Guess those borderline racist commercials with the black lady actor telling you about her secret recipe really paid off.
BUFFALO, N.Y. — Many Western New Yorkers waited hours for their dinner Wednesday night.
"Just didn't expect it to be three hours and there was a point where I couldn't turn around," Buffalo resident Joe Guido said.

"We actually just decided just to swing by, see how it was and how fast it would go and we just ended up being stuck on line so we were like, 'let's see how far we can go,'" Amherst resident Candy Rodriguez said.

Buffalo, meet Popeye's Chicken. Some transplants already familiar with the national chain swear it was worth the wait.

"Wouldn't classify Popeye's as fast food. It's something else. It's like a culture, a way of life, a cuisine I guess," Buffalo resident Rob Fussell said.
Um... no. It's fast food. But enjoy waiting in line all day. It's not the most encouraging thing to see we're so trained that we conflate corporate branding with, "a culture, a way of life." I'm pretty sure this means the terrorists have won big time. 

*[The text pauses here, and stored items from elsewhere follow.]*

#[cfg(test)]
mod tests {
    use super::*;
    use crate::registry::Tool;
    use crate::types::{ParamType, ParameterSpec, ToolDefinition};
    use async_trait::async_trait;

    struct EchoTool(ToolDefinition);

    #[async_trait]
    impl Tool for EchoTool {
        fn definition(&self) -> &ToolDefinition {
            &self.0
        }
        async fn execute(&self, args: Value) -> anyhow::Result<ToolResult> {
            Ok(ToolResult::success(self.0.name.clone(), args.to_string()))
        }
    }

    fn def(name: &str) -> ToolDefinition {
        ToolDefinition {
            name: name.into(),
            description: "test".into(),
            category: "test".into(),
            parameters: vec![ParameterSpec {
                name: "v".into(),
                param_type: ParamType::String,
                description: "v".into(),
                required: false,
                default: None,
            }],
        }
    }

    fn registry() -> Arc<ToolRegistry> {
        let r = ToolRegistry::new();
        r.register(Arc::new(EchoTool(def("echo"))));
        Arc::new(r)
    }

    fn op(id: &str, kind: OperationKind, deps: &[&str]) -> Operation {
        Operation {
            id: id.into(),
            kind,
            tool_name: "echo".into(),
            args: serde_json::json!({"v": id}),
            priority: 0,
            dependencies: deps.iter().map(|s| s.to_string()).collect(),
        }
    }

    #[tokio::test]
    async fn rejects_cycles_at_submission() {
        let pipeline = Pipeline::new(registry(), 4, 16);
        let ops = vec![op("a", OperationKind::Read, &["b"]), op("b", OperationKind::Read, &["a"])];
        let err = pipeline.process(ops).await.unwrap_err();
        assert!(matches!(err, PipelineSubmitError::Cycle(_)));
    }

    #[tokio::test]
    async fn rejects_unknown_dependency() {
        let pipeline = Pipeline::new(registry(), 4, 16);
        let ops = vec![op("a", OperationKind::Read, &["ghost"])];
        let err = pipeline.process(ops).await.unwrap_err();
        assert!(matches!(err, PipelineSubmitError::UnknownDependency(_, _)));
    }

    #[tokio::test]
    async fn rejects_duplicate_ids() {
        let pipeline = Pipeline::new(registry(), 4, 16);
        let ops = vec![op("a", OperationKind::Read, &[]), op("a", OperationKind::Read, &[])];
        let err = pipeline.process(ops).await.unwrap_err();
        assert!(matches!(err, PipelineSubmitError::DuplicateId(_)));
    }

    #[tokio::test]
    async fn happy_path_runs_every_operation() {
        let pipeline = Pipeline::new(registry(), 4, 16);
        let ops = vec![
            op("read1", OperationKind::Read, &[]),
            op("analyze1", OperationKind::Analyze, &["read1"]),
            op("write1", OperationKind::Write, &["analyze1"]),
        ];
        let results = pipeline.process(ops).await.unwrap();
        assert_eq!(results.len(), 3);
        assert!(results.iter().all(|r| r.result.success));
    }

    #[tokio::test]
    async fn dependency_failure_short_circuits_dependents() {
        struct FailingTool(ToolDefinition);
        #[async_trait]
        impl Tool for FailingTool {
            fn definition(&self) -> &ToolDefinition {
                &self.0
            }
            async fn execute(&self, _args: Value) -> anyhow::Result<ToolResult> {
                Ok(ToolResult::failure("boom", "boom", ErrorType::Internal))
            }
        }
        let r = ToolRegistry::new();
        r.register(Arc::new(FailingTool(def("boom"))));
        r.register(Arc::new(EchoTool(def("echo"))));
        let pipeline = Pipeline::new(Arc::new(r), 4, 16);

        let mut failing = op("fails", OperationKind::Read, &[]);
        failing.tool_name = "boom".into();
        let dependent = op("depends", OperationKind::Analyze, &["fails"]);

        let results = pipeline.process(vec![failing, dependent]).await.unwrap();
        let dependent_result = results.iter().find(|r| r.operation_id == "depends").unwrap();
        assert!(!dependent_result.result.success);
        assert_eq!(
            dependent_result.result.metadata.get("dependency_failed"),
            Some(&Value::Bool(true))
        );
    }

    #[tokio::test]
    async fn read_depending_on_a_write_still_appears_in_the_output() {
        let pipeline = Pipeline::new(registry(), 4, 16);
        let ops = vec![op("w1", OperationKind::Write, &[]), op("r2", OperationKind::Read, &["w1"])];
        let results = pipeline.process(ops).await.unwrap();
        assert_eq!(results.len(), 2);
        let r2 = results.iter().find(|r| r.operation_id == "r2").expect("r2 must appear in the output");
        assert!(r2.result.success);
    }

    #[tokio::test]
    async fn repeated_read_is_served_from_cache() {
        let pipeline = Pipeline::new(registry(), 4, 16);
        let ops = vec![op("r1", OperationKind::Read, &[])];
        let _ = pipeline.process(ops).await.unwrap();
        let ops2 = vec![op("r1", OperationKind::Read, &[])];
        let _ = pipeline.process(ops2).await.unwrap();
        let stats = pipeline.cache_stats();
        assert!(stats.hits >= 1);
    }
}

And I'm not picking on Buffalo here.  It's all over New Orleans too.

Just a few steps behind Velez, a weary group of Xavier University students sat gathered on the red carpet rolled out onto the sidewalk; they too had stayed up all night in anticipation of being among the first visitors to the new store.

"I love H&M so much I slept on the street," said Shelby Barb, 21. "I'm wearing my only sweater, I need winter clothes! And I thought, why wait? New Orleans made a really great decision."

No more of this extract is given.